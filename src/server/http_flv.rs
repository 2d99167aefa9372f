use axum::body::Body;
use axum::extract::{Path, State};
use axum::http::{header, StatusCode};
use axum::response::{IntoResponse, Response};
use axum::routing::get;
use axum::Router;
use bytes::Bytes;
use std::convert::Infallible;
use std::sync::Arc;
use crate::flv::{encode_tag, flv_header, FlvTag};
use crate::server::{App, Registry};
use crate::stream::BroadcastReader;

pub fn router(registry: Arc<Registry>) -> Router {
    Router::new()
        .route("/{app}/{file}", get(serve_flv))
        .with_state(registry)
}

/// `GET /{app}/{stream}.flv`: join the room and stream it as an FLV body.
async fn serve_flv(
    Path((app_name, file)): Path<(String, String)>,
    State(registry): State<Arc<Registry>>,
) -> Response {
    let stream_name = match file.strip_suffix(".flv") {
        Some(name) if !name.is_empty() => name.to_string(),
        _ => return (StatusCode::BAD_REQUEST, "Expected /{app}/{stream}.flv").into_response(),
    };

    let Some(app) = registry.app(&app_name) else {
        log::debug!("HTTP-FLV request for unknown app '{}'", app_name);
        return (StatusCode::NOT_FOUND, "Unknown application").into_response();
    };
    let Some(room) = app.get(&stream_name).await else {
        return (StatusCode::NOT_FOUND, "Stream not found").into_response();
    };

    log::info!("HTTP-FLV consumer joined {}/{}", app_name, stream_name);
    let reader = room.join().await;
    drop(room);

    Response::builder()
        .status(StatusCode::OK)
        .header(header::CONTENT_TYPE, "video/x-flv")
        .header(header::CACHE_CONTROL, "no-cache, no-store")
        .body(Body::from_stream(flv_body(reader, app, stream_name)))
        .unwrap_or_else(|_| StatusCode::INTERNAL_SERVER_ERROR.into_response())
}

struct BodyState {
    reader: Box<dyn BroadcastReader<FlvTag>>,
    app: Arc<App>,
    stream_name: String,
    header_sent: bool,
}

fn flv_body(
    reader: Box<dyn BroadcastReader<FlvTag>>,
    app: Arc<App>,
    stream_name: String,
) -> impl futures::Stream<Item = Result<Bytes, Infallible>> + Send {
    let state = BodyState {
        reader,
        app,
        stream_name,
        header_sent: false,
    };

    futures::stream::unfold(state, |mut state| async move {
        if !state.header_sent {
            state.header_sent = true;
            return Some((Ok(flv_header()), state));
        }

        match state.reader.read().await {
            Some(tag) => Some((Ok(encode_tag(&tag)), state)),
            None => {
                let BodyState { reader, app, stream_name, .. } = state;
                drop(reader);
                log::info!("HTTP-FLV stream {}/{} ended", app.name(), stream_name);
                app.remove_if_idle(&stream_name).await;
                None
            }
        }
    })
}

····················

Task instructions:
Copy the entries above exactly. Miss none of them.

Worked solution:
filename src/server/http_flv.rs
repository 2d99167aefa9372f
use axum::body::Body;
use axum::extract::{Path, State};
use axum::http::{header, StatusCode};
use axum::response::{IntoResponse, Response};
use axum::routing::get;
use axum::Router;
use bytes::Bytes;
use std::convert::Infallible;
use std::sync::Arc;
use crate::flv::{encode_tag, flv_header, FlvTag};
use crate::server::{App, Registry};
use crate::stream::BroadcastReader;

pub fn router(registry: Arc<Registry>) -> Router {
    Router::new()
        .route("/{app}/{file}", get(serve_flv))
        .with_state(registry)
}

/// `GET /{app}/{stream}.flv`: join the room and stream it as an FLV body.
async fn serve_flv(
    Path((app_name, file)): Path<(String, String)>,
    State(registry): State<Arc<Registry>>,
) -> Response {
    let stream_name = match file.strip_suffix(".flv") {
        Some(name) if !name.is_empty() => name.to_string(),
        _ => return (StatusCode::BAD_REQUEST, "Expected /{app}/{stream}.flv").into_response(),
    };

    let Some(app) = registry.app(&app_name) else {
        log::debug!("HTTP-FLV request for unknown app '{}'", app_name);
        return (StatusCode::NOT_FOUND, "Unknown application").into_response();
    };
    let Some(room) = app.get(&stream_name).await else {
        return (StatusCode::NOT_FOUND, "Stream not found").into_response();
    };

    log::info!("HTTP-FLV consumer joined {}/{}", app_name, stream_name);
    let reader = room.join().await;
    drop(room);

    Response::builder()
        .status(StatusCode::OK)
        .header(header::CONTENT_TYPE, "video/x-flv")
        .header(header::CACHE_CONTROL, "no-cache, no-store")
        .body(Body::from_stream(flv_body(reader, app, stream_name)))
        .unwrap_or_else(|_| StatusCode::INTERNAL_SERVER_ERROR.into_response())
}

struct BodyState {
    reader: Box<dyn BroadcastReader<FlvTag>>,
    app: Arc<App>,
    stream_name: String,
    header_sent: bool,
}

fn flv_body(
    reader: Box<dyn BroadcastReader<FlvTag>>,
    app: Arc<App>,
    stream_name: String,
) -> impl futures::Stream<Item = Result<Bytes, Infallible>> + Send {
    let state = BodyState {
        reader,
        app,
        stream_name,
        header_sent: false,
    };

    futures::stream::unfold(state, |mut state| async move {
        if !state.header_sent {
            state.header_sent = true;
            return Some((Ok(flv_header()), state));
        }

        match state.reader.read().await {
            Some(tag) => Some((Ok(encode_tag(&tag)), state)),
            None => {
                let BodyState { reader, app, stream_name, .. } = state;
                drop(reader);
                log::info!("HTTP-FLV stream {}/{} ended", app.name(), stream_name);
                app.remove_if_idle(&stream_name).await;
                None
            }
        }
    })
}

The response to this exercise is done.